Whilst he was playing he was seen to swallow a bright red foam rubber ball whole. The ball was large enough to obstruct the outflow from his stomach or, if it had gone in to his intestines, it would block them. Bruno was initially seen by another vets so, by the time we saw him, it was 24 hrs after he had first swallowed the ball. He was still bright and hadn’t vomited.
When a dog swallows something that we think may cause an obstruction we have several options as to how to manage them. We can cause the dog to vomit using an injection and, often, the object will return. This generally only works when it has been swallowed recently.
Endoscopy using a scope put down the throat in to the oesophagus can visualise the object and it can be grabbed using tiny forceps. This tends to be effective with thin items or objects made of material such as socks. It is safer for the dog than surgery but does require anaesthesia.

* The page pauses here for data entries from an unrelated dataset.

//! Payload chunking.
//!
//! [`ChunkCursor`] walks a `Bytes` payload in fixed-size steps, yielding
//! each chunk as a zero-copy `Bytes::slice()` backed by the original
//! allocation. Chunk `i` covers `[i * size, min((i + 1) * size, len))`,
//! so a payload of length `len` yields exactly `len.div_ceil(size)`
//! chunks: one trailing full chunk when `len` is an exact multiple of
//! `size`, and zero chunks when the payload is empty.

use bytes::Bytes;
use serde::{Deserialize, Serialize};

/// Default maximum chunk size in bytes.
pub const DEFAULT_CHUNK_SIZE: usize = 1000;

/// Chunking policy knobs.
#[derive(Debug, Clone, Copy, Serialize, Deserialize)]
pub struct ChunkerConfig {
    /// Maximum size of each emitted chunk in bytes.
    pub chunk_size_bytes: usize,
}

impl Default for ChunkerConfig {
    fn default() -> Self {
        Self {
            chunk_size_bytes: DEFAULT_CHUNK_SIZE,
        }
    }
}

/// Cursor over the ordered chunk sequence of one payload.
///
/// Each `next()` returns a `Bytes::slice()` sharing the payload's
/// refcounted allocation; the payload itself is never copied or mutated.
#[derive(Debug)]
pub(crate) struct ChunkCursor {
    payload: Bytes,
    chunk_size: usize,
    offset: usize,
}

impl ChunkCursor {
    pub(crate) fn new(payload: Bytes, chunk_size: usize) -> Self {
        assert!(chunk_size > 0, "chunk_size must be > 0");
        Self {
            payload,
            chunk_size,
            offset: 0,
        }
    }

    /// Next chunk in payload order, or `None` once exhausted.
    pub(crate) fn next(&mut self) -> Option<Bytes> {
        if self.offset >= self.payload.len() {
            return None;
        }
        let end = usize::min(self.offset + self.chunk_size, self.payload.len());
        let chunk = self.payload.slice(self.offset..end);
        self.offset = end;
        Some(chunk)
    }

    /// Chunks not yet yielded.
    pub(crate) fn remaining(&self) -> usize {
        (self.payload.len() - self.offset).div_ceil(self.chunk_size)
    }
}

#[cfg(test)]
mod tests {
    use super::*;

    fn drain(cursor: &mut ChunkCursor) -> Vec<Bytes> {
        let mut chunks = Vec::new();
        while let Some(chunk) = cursor.next() {
            chunks.push(chunk);
        }
        chunks
    }

    #[test]
    fn exact_multiple_yields_trailing_full_chunk() {
        let mut cursor = ChunkCursor::new(Bytes::from(vec![7u8; 3000]), 1000);
        let chunks = drain(&mut cursor);

        assert_eq!(chunks.len(), 3);
        assert!(chunks.iter().all(|c| c.len() == 1000));
    }

    #[test]
    fn remainder_lands_in_short_final_chunk() {
        let mut cursor = ChunkCursor::new(Bytes::from(vec![1u8; 2500]), 1000);
        let chunks = drain(&mut cursor);

        assert_eq!(chunks.len(), 3);
        assert_eq!(chunks[0].len(), 1000);
        assert_eq!(chunks[1].len(), 1000);
        assert_eq!(chunks[2].len(), 500);
    }

    #[test]
    fn empty_payload_yields_no_chunks() {
        let mut cursor = ChunkCursor::new(Bytes::new(), 1000);
        assert_eq!(cursor.remaining(), 0);
        assert!(cursor.next().is_none());
    }

    #[test]
    fn concatenation_reproduces_payload() {
        let data: Vec<u8> = (0..=255).cycle().take(4321).collect();
        let mut cursor = ChunkCursor::new(Bytes::from(data.clone()), 1000);

        let reassembled: Vec<u8> = drain(&mut cursor)
            .iter()
            .flat_map(|c| c.iter().copied())
            .collect();
        assert_eq!(reassembled, data);
    }

    #[test]
    fn chunks_are_zero_copy() {
        let payload = Bytes::from(vec![0xCD; 2000]);
        let base = payload.as_ptr();

        let mut cursor = ChunkCursor::new(payload, 1000);
        let chunks = drain(&mut cursor);

        assert_eq!(chunks[0].as_ptr(), base);
        assert_eq!(chunks[1].as_ptr(), unsafe { base.add(1000) });
    }

    #[test]
    fn remaining_tracks_progress() {
        let mut cursor = ChunkCursor::new(Bytes::from(vec![0u8; 2500]), 1000);
        assert_eq!(cursor.remaining(), 3);
        cursor.next();
        assert_eq!(cursor.remaining(), 2);
        cursor.next();
        cursor.next();
        assert_eq!(cursor.remaining(), 0);
    }

    #[test]
    #[should_panic(expected = "chunk_size must be > 0")]
    fn zero_chunk_size_panics() {
        let _ = ChunkCursor::new(Bytes::new(), 0);
    }

    #[test]
    fn config_default_is_1000_bytes() {
        assert_eq!(ChunkerConfig::default().chunk_size_bytes, 1000);
    }

    #[test]
    fn config_round_trips_through_json() {
        let config = ChunkerConfig {
            chunk_size_bytes: 4096,
        };
        let json = serde_json::to_string(&config).unwrap();
        let parsed: ChunkerConfig = serde_json::from_str(&json).unwrap();
        assert_eq!(parsed.chunk_size_bytes, 4096);
    }
}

Unfortunately for Bruno, the ball had been present for too long and was not a shape that could be removed using the scope so, once xrays confirmed that a foreign body was present in his stomach, he was taken to surgery.
Once inside we could see and feel that his stomach was full of material. An incision was made over one solid piece of material and a large hollow piece of clear plastic was identified. This was removed and a steady flow of large pieces of yellow rubber, chewed up stick and, finally, the intact red ball were removed until his stomach was empty.

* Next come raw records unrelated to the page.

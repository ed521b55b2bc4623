//! Latitude/longitude text parsing and the DMM display form.
//!
//! Two input shapes are understood: signed decimal degrees (`-80.1204`) and
//! degrees + decimal minutes with a direction letter (`N32°55.93211′`). The
//! formatter emits `N32° 55′.93211′`, which the parser also reads back.

use std::fmt;

use serde::{Deserialize, Serialize};
use thiserror::Error;

/// Fixed number of decimal places on the minutes part of the display form.
pub const MINUTE_DECIMALS: u32 = 5;
const MINUTE_SCALE: f64 = 100_000.0;

#[derive(Clone, Copy, Debug, PartialEq, Eq, Hash, Serialize, Deserialize)]
#[serde(rename_all = "lowercase")]
pub enum Axis {
    Lat,
    Lon,
}

impl Axis {
    /// Largest absolute value allowed on this axis.
    pub fn limit(self) -> f64 {
        match self {
            Axis::Lat => 90.0,
            Axis::Lon => 180.0,
        }
    }

    fn positive(self) -> char {
        match self {
            Axis::Lat => 'N',
            Axis::Lon => 'E',
        }
    }

    fn negative(self) -> char {
        match self {
            Axis::Lat => 'S',
            Axis::Lon => 'W',
        }
    }
}

impl fmt::Display for Axis {
    fn fmt(&self, f: &mut fmt::Formatter<'_>) -> fmt::Result {
        match self {
            Axis::Lat => write!(f, "latitude"),
            Axis::Lon => write!(f, "longitude"),
        }
    }
}

#[derive(Clone, Debug, Error, PartialEq)]
pub enum CoordinateError {
    #[error("coordinate is empty")]
    Empty,
    #[error("unrecognized coordinate format: {0}")]
    Malformed(String),
    #[error("{axis} {value} is out of range")]
    OutOfRange { axis: Axis, value: f64 },
    #[error("direction {dir} does not apply to {axis}")]
    WrongDirection { axis: Axis, dir: char },
}

/// Parse user-entered coordinate text into signed decimal degrees.
pub fn parse_coordinate(text: &str, axis: Axis) -> Result<f64, CoordinateError> {
    let t = text.trim();
    if t.is_empty() {
        return Err(CoordinateError::Empty);
    }
    let value = match t.trim_end_matches('°').parse::<f64>() {
        Ok(v) if v.is_finite() => v,
        Ok(_) => return Err(CoordinateError::Malformed(t.to_string())),
        Err(_) => parse_dmm(t, axis)?,
    };
    if value.abs() > axis.limit() {
        return Err(CoordinateError::OutOfRange { axis, value });
    }
    Ok(value)
}

fn is_minute_mark(c: char) -> bool {
    matches!(c, '′' | '\'' | '’')
}

fn is_degree_mark(c: char) -> bool {
    matches!(c, '°' | 'º' | 'd' | 'D')
}

fn parse_dmm(t: &str, axis: Axis) -> Result<f64, CoordinateError> {
    let malformed = || CoordinateError::Malformed(t.to_string());
    let compact: String = t.chars().filter(|c| !c.is_whitespace()).collect();

    // Direction letter either leads (N32°…) or trails (32°…N).
    let first = compact.chars().next().ok_or_else(malformed)?;
    let last = compact.chars().last().ok_or_else(malformed)?;
    let (dir, body) = if first.is_ascii_alphabetic() {
        (first.to_ascii_uppercase(), &compact[first.len_utf8()..])
    } else if last.is_ascii_alphabetic() {
        (
            last.to_ascii_uppercase(),
            &compact[..compact.len() - last.len_utf8()],
        )
    } else {
        return Err(malformed());
    };
    let sign = if dir == axis.positive() {
        1.0
    } else if dir == axis.negative() {
        -1.0
    } else if matches!(dir, 'N' | 'S' | 'E' | 'W') {
        return Err(CoordinateError::WrongDirection { axis, dir });
    } else {
        return Err(malformed());
    };

    let body = body.trim_end_matches(is_minute_mark);
    let sep = body.find(is_degree_mark).ok_or_else(malformed)?;
    let sep_len = body[sep..].chars().next().map(char::len_utf8).unwrap_or(1);
    let deg_str = &body[..sep];
    // Display form puts a minute mark between whole and fractional minutes.
    let min_str: String = body[sep + sep_len..]
        .chars()
        .filter(|c| !is_minute_mark(*c))
        .collect();

    if deg_str.is_empty() || !deg_str.chars().all(|c| c.is_ascii_digit()) {
        return Err(malformed());
    }
    if min_str.is_empty()
        || !min_str.chars().all(|c| c.is_ascii_digit() || c == '.')
        || min_str.matches('.').count() > 1
        || min_str.starts_with('.')
    {
        return Err(malformed());
    }
    let degrees: f64 = deg_str.parse::<u32>().map_err(|_| malformed())? as f64;
    let minutes: f64 = min_str.parse().map_err(|_| malformed())?;
    if minutes >= 60.0 {
        return Err(malformed());
    }
    Ok(sign * (degrees + minutes / 60.0))
}

/// Render decimal degrees in the `N32° 55′.93211′` display form.
pub fn format_coordinate(value: f64, axis: Axis) -> String {
    let dir = if value < 0.0 {
        axis.negative()
    } else {
        axis.positive()
    };
    let abs = value.abs();
    let mut degrees = abs.trunc() as u32;
    let mut scaled = ((abs - degrees as f64) * 60.0 * MINUTE_SCALE).round() as u64;
    let full_degree = 60 * MINUTE_SCALE as u64;
    if scaled >= full_degree {
        degrees += 1;
        scaled -= full_degree;
    }
    let whole = scaled / MINUTE_SCALE as u64;
    let frac = scaled % MINUTE_SCALE as u64;
    format!(
        "{dir}{degrees}° {whole}′.{frac:0width$}′",
        width = MINUTE_DECIMALS as usize
    )
}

A careful systematic check of his small intestines was performed and these were found to be completely empty. Some smaller pieces of rubber and stick had made their way down to his colon which is the end stage of the gut and is wider than the small intestine further up. Once items get to this stage they are passed out without problem.

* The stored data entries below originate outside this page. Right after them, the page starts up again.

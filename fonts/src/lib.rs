//! Font embedded at build time for deterministic text rendering.
//!
//! Empty when the build could not fetch it; callers then load system fonts.

pub static FONT_BYTES: &[u8] = include_bytes!(concat!(env!("OUT_DIR"), "/DejaVuSans.ttf"));

pub fn is_embedded() -> bool {
    !FONT_BYTES.is_empty()
}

The incision in to the stomach was closed using a 2 layer suture pattern which turns the edges of the wound into the inside of the stomach and it is carefully checked to ensure no leaks before closing the muscle and skin layers to his abdomen.
Bruno recovered very quickly from the surgery and was eating food within 2 hours of waking up and was soon completely back to his normal self. When his owners saw the collection of items removed from his stomach they identified an anti-snoring mouth piece, a yellow rubber bone and the red ball, as well as all the pieces of stick.
Bruno’s collection of toys has been restricted to items he can’t chew up and hopefully he won’t get hold of any other items and swallow them !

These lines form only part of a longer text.